Warm Crock Pot White Chili

Section: Comforting Soups and Hearty Stews

This dish combines tender chicken, navy beans, and a medley of spices, simmered slowly to develop rich, layered flavors. Using a crock pot ensures the ingredients meld perfectly, creating a thick, satisfying chili. Topped with fresh garnishes like avocado, lime, and cilantro, this meal offers warmth and comfort on chilly days. The process involves browning chicken, sautéing vegetables, and slow cooking with stock for several hours to achieve a deep and balanced taste.

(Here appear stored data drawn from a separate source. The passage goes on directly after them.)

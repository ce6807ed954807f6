//! Task file parser.
//!
//! Loads task definitions from TOML or JSON files and directories, and
//! validates them. JSON files may use the camelCase layout the content type
//! stores (`dropZones`, `correctElements`, string indices, an optional
//! `question.task` wrapper); TOML files use snake_case keys.

use std::collections::BTreeSet;
use std::path::Path;

use anyhow::{Context, Result};
use serde::Deserialize;

use crate::error::TaskError;
use crate::model::{
    Behaviour, DropZone, ElementId, ElementKind, Rect, Settings, Size, TaskDefinition,
    TaskElement, ZoneId,
};

/// Intermediate structure for parsing task files.
#[derive(Debug, Deserialize)]
struct RawTaskFile {
    #[serde(default)]
    title: Option<String>,
    #[serde(default)]
    settings: RawSettings,
    #[serde(default)]
    behaviour: Behaviour,
    #[serde(default, alias = "dropZones")]
    drop_zones: Vec<RawDropZone>,
    #[serde(default)]
    elements: Vec<RawElement>,
    /// Content-type layout: `{ question: { settings, task: { elements, dropZones } } }`.
    #[serde(default)]
    question: Option<RawQuestion>,
}

#[derive(Debug, Deserialize)]
struct RawQuestion {
    #[serde(default)]
    settings: RawSettings,
    #[serde(default)]
    task: RawTask,
}

#[derive(Debug, Default, Deserialize)]
struct RawTask {
    #[serde(default, alias = "dropZones")]
    drop_zones: Vec<RawDropZone>,
    #[serde(default)]
    elements: Vec<RawElement>,
}

#[derive(Debug, Default, Deserialize)]
struct RawSettings {
    #[serde(default)]
    size: Size,
    #[serde(default)]
    background: Option<RawBackground>,
}

/// Either a bare path or a file object carrying one.
#[derive(Debug, Deserialize)]
#[serde(untagged)]
enum RawBackground {
    Path(String),
    File { path: String },
}

/// Indices appear as numbers or as numeric strings.
#[derive(Debug, Deserialize)]
#[serde(untagged)]
enum RawIndex {
    Number(i64),
    Text(String),
}

#[derive(Debug, Deserialize)]
#[serde(rename_all = "lowercase")]
enum RawKind {
    Static,
    Draggable,
}

#[derive(Debug, Deserialize)]
struct RawDropZone {
    #[serde(default)]
    label: String,
    #[serde(default, alias = "showLabel")]
    show_label: bool,
    #[serde(default, alias = "correctElements")]
    correct_elements: Vec<RawIndex>,
    #[serde(flatten)]
    rect: Rect,
}

#[derive(Debug, Deserialize)]
struct RawElement {
    #[serde(default, alias = "dropZones")]
    drop_zones: Vec<RawIndex>,
    #[serde(default)]
    kind: Option<RawKind>,
    #[serde(flatten)]
    rect: Rect,
}

fn parse_index(raw: &RawIndex, field: &str) -> Result<usize, TaskError> {
    let invalid = |value: String| TaskError::InvalidIndex {
        field: field.to_string(),
        value,
    };
    match raw {
        RawIndex::Number(n) => usize::try_from(*n).map_err(|_| invalid(n.to_string())),
        RawIndex::Text(s) => s.trim().parse::<usize>().map_err(|_| invalid(s.clone())),
    }
}

fn parse_indices(raw: &[RawIndex], field: &str) -> Result<BTreeSet<usize>, TaskError> {
    raw.iter().map(|r| parse_index(r, field)).collect()
}

fn build_task(raw: RawTaskFile, fallback_title: &str) -> Result<TaskDefinition, TaskError> {
    let (settings, task) = match raw.question {
        Some(question) => (question.settings, question.task),
        None => (
            raw.settings,
            RawTask {
                drop_zones: raw.drop_zones,
                elements: raw.elements,
            },
        ),
    };

    let elements = task
        .elements
        .into_iter()
        .enumerate()
        .map(|(position, e)| {
            let id = ElementId(position);
            let zones = parse_indices(&e.drop_zones, &format!("elements[{position}].drop_zones"))?;
            let kind = match (e.kind, zones.is_empty()) {
                (Some(RawKind::Static), false) => return Err(TaskError::StaticWithDropZones(id)),
                (Some(RawKind::Static), true) | (None, true) => ElementKind::Static,
                (Some(RawKind::Draggable), _) | (None, false) => ElementKind::Draggable {
                    allowed_zones: zones.into_iter().map(ZoneId).collect(),
                },
            };
            Ok(TaskElement {
                id,
                kind,
                rect: e.rect,
            })
        })
        .collect::<Result<Vec<_>, TaskError>>()?;

    let drop_zones = task
        .drop_zones
        .into_iter()
        .enumerate()
        .map(|(position, z)| {
            let correct = parse_indices(
                &z.correct_elements,
                &format!("drop_zones[{position}].correct_elements"),
            )?;
            Ok(DropZone {
                id: ZoneId(position),
                label: z.label,
                show_label: z.show_label,
                correct_elements: correct.into_iter().map(ElementId).collect(),
                rect: z.rect,
            })
        })
        .collect::<Result<Vec<_>, TaskError>>()?;

    let settings = Settings {
        size: settings.size,
        background: settings.background.map(|b| match b {
            RawBackground::Path(path) | RawBackground::File { path } => path,
        }),
    };

    TaskDefinition::new(
        raw.title.unwrap_or_else(|| fallback_title.to_string()),
        elements,
        drop_zones,
        settings,
        raw.behaviour,
    )
}

/// Parse a single task file.
pub fn parse_task_file(path: &Path) -> Result<TaskDefinition> {
    let content = std::fs::read_to_string(path)
        .with_context(|| format!("failed to read task file: {}", path.display()))?;

    parse_task_str(&content, path)
}

/// Parse task content; `source_path` picks the format by extension and
/// provides the default title.
pub fn parse_task_str(content: &str, source_path: &Path) -> Result<TaskDefinition> {
    let is_json = source_path
        .extension()
        .is_some_and(|ext| ext.eq_ignore_ascii_case("json"));

    let raw: RawTaskFile = if is_json {
        serde_json::from_str(content)
            .with_context(|| format!("failed to parse JSON: {}", source_path.display()))?
    } else {
        toml::from_str(content)
            .with_context(|| format!("failed to parse TOML: {}", source_path.display()))?
    };

    let fallback_title = source_path
        .file_stem()
        .map(|s| s.to_string_lossy().into_owned())
        .unwrap_or_default();

    build_task(raw, &fallback_title)
        .with_context(|| format!("invalid task definition: {}", source_path.display()))
}

/// Recursively load all `.toml` and `.json` task files from a directory.
pub fn load_task_directory(dir: &Path) -> Result<Vec<TaskDefinition>> {
    let mut tasks = Vec::new();

    if !dir.is_dir() {
        anyhow::bail!("not a directory: {}", dir.display());
    }

    let mut entries = std::fs::read_dir(dir)
        .with_context(|| format!("failed to read directory: {}", dir.display()))?
        .collect::<std::io::Result<Vec<_>>>()?;
    entries.sort_by_key(|e| e.path());

    for entry in entries {
        let path = entry.path();

        if path.is_dir() {
            tasks.extend(load_task_directory(&path)?);
        } else if path
            .extension()
            .is_some_and(|ext| ext == "toml" || ext == "json")
        {
            match parse_task_file(&path) {
                Ok(task) => tasks.push(task),
                Err(e) => {
                    tracing::warn!("skipping {}: {:#}", path.display(), e);
                }
            }
        }
    }

    Ok(tasks)
}

/// A warning from task validation.
#[derive(Debug, Clone)]
pub struct ValidationWarning {
    /// The element concerned (if applicable).
    pub element: Option<ElementId>,
    /// The drop zone concerned (if applicable).
    pub zone: Option<ZoneId>,
    /// Warning message.
    pub message: String,
}

/// Check a task for configurations that are legal but probably unintended.
pub fn validate_task(task: &TaskDefinition) -> Vec<ValidationWarning> {
    let mut warnings = Vec::new();

    // Correct elements that can never be graded, or never reach their zone
    for zone in task.drop_zones() {
        for element_id in &zone.correct_elements {
            let Some(element) = task.element(*element_id) else {
                continue;
            };
            if !element.is_gradeable() {
                warnings.push(ValidationWarning {
                    element: Some(element.id),
                    zone: Some(zone.id),
                    message: format!(
                        "static element {} is listed as correct for drop zone {} and is never graded",
                        element.id, zone.id
                    ),
                });
            } else if !element.allows(zone.id) {
                warnings.push(ValidationWarning {
                    element: Some(element.id),
                    zone: Some(zone.id),
                    message: format!(
                        "element {} is correct in drop zone {} but cannot be dropped there",
                        element.id, zone.id
                    ),
                });
            }
        }
    }

    // Draggables with nowhere to go
    for element in task.gradeable_elements() {
        if element.allowed_zones().is_some_and(|z| z.is_empty()) {
            warnings.push(ValidationWarning {
                element: Some(element.id),
                zone: None,
                message: format!("element {} is draggable but lists no drop zones", element.id),
            });
        }
    }

    // Zones nothing can be dropped on
    for zone in task.drop_zones() {
        let reachable = task.elements().iter().any(|e| e.allows(zone.id));
        if !reachable {
            warnings.push(ValidationWarning {
                element: None,
                zone: Some(zone.id),
                message: format!("drop zone {} accepts no elements", zone.id),
            });
        }
    }

    warnings
}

The inclusion of jalapeños adds a gentle kick, balances the creamy beans, while cumin and oregano lend earthiness. Make it thicker by mashing some beans or adjust broth to your desired consistency. Leftovers store well refrigerated or frozen for future meals. This dish suits those seeking a homestyle, filling dinner that brings family and friends together around the table.

Nina and her friend are cooking together.
Brought to You By Nina
Last updated on Sat, 25 Oct 2025 00:29:48 GMT
A bowl of chili with white cheese and lime wedges. Bookmark
A bowl of chili with white cheese and lime wedges. | ninatable.com

This white chicken chili cooked in a crock pot is the perfect cozy meal for chilly days. Slow—cooked for hours, it develops deep flavors and a rich texture that feels like a warm hug in a bowl. It’s loaded with tender chicken, creamy beans, and just the right touch of spice, making it a family favorite that feeds a crowd with ease.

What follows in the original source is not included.